## EXERCISE GOAL
In this exercise, reproduce the whole listing exactly.

╭─ THE DATA

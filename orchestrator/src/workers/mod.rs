//! Background workers

pub mod reconciler;
//! Background driver for one job
//!
//! Runs the stages strictly in order. Any failure is recorded on the job
//! first, then the cleanup block runs (local temp files always, the VM only
//! when hand-off never completed), then the failure email goes out.

use std::collections::BTreeMap;
use std::future::Future;
use std::sync::Arc;
use std::time::Duration;

use chrono::Utc;
use secrecy::SecretString;
use tokio::time::Instant;
use tracing::{error, info, warn};

use crate::bootstrap::mtls::{MtlsBundle, RemoteMtlsPaths};
use crate::cloud::cloud_init;
use crate::cloud::models::{CreateServerRequest, ServerId, ServerLookup};
use crate::cloud::naming;
use crate::errors::OrchestratorError;
use crate::filesys::file::File;
use crate::jobs::archive;
use crate::jobs::context::JobContext;
use crate::jobs::fsm::JobEvent;
use crate::jobs::script::{self, LauncherParams};
use crate::keys::provider;
use crate::notify::{self, EMAIL_LOG_LINES};
use crate::remote::exec::sh_quote;
use crate::remote::{RemoteSession, SshTarget};
use crate::storage::kv::CLOUD_API_TOKEN;

pub const STAGE_STARTING: &str = "starting";
pub const STAGE_DEPENDENCIES: &str = "waiting-for-dependencies";
pub const STAGE_PREPARING: &str = "preparing-archive";
pub const STAGE_PROVISIONING: &str = "provisioning";
pub const STAGE_WAIT_IP: &str = "waiting-for-ip";
pub const STAGE_WAIT_SSH: &str = "waiting-for-ssh";
pub const STAGE_UPLOAD_ARCHIVE: &str = "uploading-archive";
pub const STAGE_UPLOAD_DATA: &str = "uploading-data";
pub const STAGE_UPLOAD_MTLS: &str = "uploading-mtls";
pub const STAGE_UPLOAD_LAUNCHER: &str = "uploading-launcher";
pub const STAGE_LAUNCHING: &str = "launching";
pub const STAGE_HANDOFF: &str = "handoff";
pub const STAGE_CANCELLED: &str = "cancelled";

/// Why a run stopped early
#[derive(Debug)]
pub struct StageFailure {
    pub stage: &'static str,
    pub error: OrchestratorError,
}

impl StageFailure {
    fn new(stage: &'static str, error: OrchestratorError) -> Self {
        Self { stage, error }
    }

    /// Error text with any captured remote output appended
    pub fn details(&self) -> String {
        match self.error.remote_output() {
            Some((stdout, stderr)) => format!(
                "{}\n--- stdout ---\n{}\n--- stderr ---\n{}",
                self.error,
                stdout.trim_end(),
                stderr.trim_end()
            ),
            None => self.error.to_string(),
        }
    }
}

/// Drive `job_id` until hand-off or failure
pub async fn drive(ctx: Arc<JobContext>, job_id: String) {
    Driver {
        ctx: &ctx,
        id: &job_id,
    }
    .run()
    .await
}

struct Prepared {
    mtls: Option<MtlsBundle>,
}

struct Driver<'a> {
    ctx: &'a JobContext,
    id: &'a str,
}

╰─

## EXERCISE ANSWER
filename orchestrator/src/workers/mod.rs
//! Background workers

pub mod reconciler;
//! Background driver for one job
//!
//! Runs the stages strictly in order. Any failure is recorded on the job
//! first, then the cleanup block runs (local temp files always, the VM only
//! when hand-off never completed), then the failure email goes out.

use std::collections::BTreeMap;
use std::future::Future;
use std::sync::Arc;
use std::time::Duration;

use chrono::Utc;
use secrecy::SecretString;
use tokio::time::Instant;
use tracing::{error, info, warn};

use crate::bootstrap::mtls::{MtlsBundle, RemoteMtlsPaths};
use crate::cloud::cloud_init;
use crate::cloud::models::{CreateServerRequest, ServerId, ServerLookup};
use crate::cloud::naming;
use crate::errors::OrchestratorError;
use crate::filesys::file::File;
use crate::jobs::archive;
use crate::jobs::context::JobContext;
use crate::jobs::fsm::JobEvent;
use crate::jobs::script::{self, LauncherParams};
use crate::keys::provider;
use crate::notify::{self, EMAIL_LOG_LINES};
use crate::remote::exec::sh_quote;
use crate::remote::{RemoteSession, SshTarget};
use crate::storage::kv::CLOUD_API_TOKEN;

pub const STAGE_STARTING: &str = "starting";
pub const STAGE_DEPENDENCIES: &str = "waiting-for-dependencies";
pub const STAGE_PREPARING: &str = "preparing-archive";
pub const STAGE_PROVISIONING: &str = "provisioning";
pub const STAGE_WAIT_IP: &str = "waiting-for-ip";
pub const STAGE_WAIT_SSH: &str = "waiting-for-ssh";
pub const STAGE_UPLOAD_ARCHIVE: &str = "uploading-archive";
pub const STAGE_UPLOAD_DATA: &str = "uploading-data";
pub const STAGE_UPLOAD_MTLS: &str = "uploading-mtls";
pub const STAGE_UPLOAD_LAUNCHER: &str = "uploading-launcher";
pub const STAGE_LAUNCHING: &str = "launching";
pub const STAGE_HANDOFF: &str = "handoff";
pub const STAGE_CANCELLED: &str = "cancelled";

/// Why a run stopped early
#[derive(Debug)]
pub struct StageFailure {
    pub stage: &'static str,
    pub error: OrchestratorError,
}

impl StageFailure {
    fn new(stage: &'static str, error: OrchestratorError) -> Self {
        Self { stage, error }
    }

    /// Error text with any captured remote output appended
    pub fn details(&self) -> String {
        match self.error.remote_output() {
            Some((stdout, stderr)) => format!(
                "{}\n--- stdout ---\n{}\n--- stderr ---\n{}",
                self.error,
                stdout.trim_end(),
                stderr.trim_end()
            ),
            None => self.error.to_string(),
        }
    }
}

/// Drive `job_id` until hand-off or failure
pub async fn drive(ctx: Arc<JobContext>, job_id: String) {
    Driver {
        ctx: &ctx,
        id: &job_id,
    }
    .run()
    .await
}

struct Prepared {
    mtls: Option<MtlsBundle>,
}

struct Driver<'a> {
    ctx: &'a JobContext,
    id: &'a str,
}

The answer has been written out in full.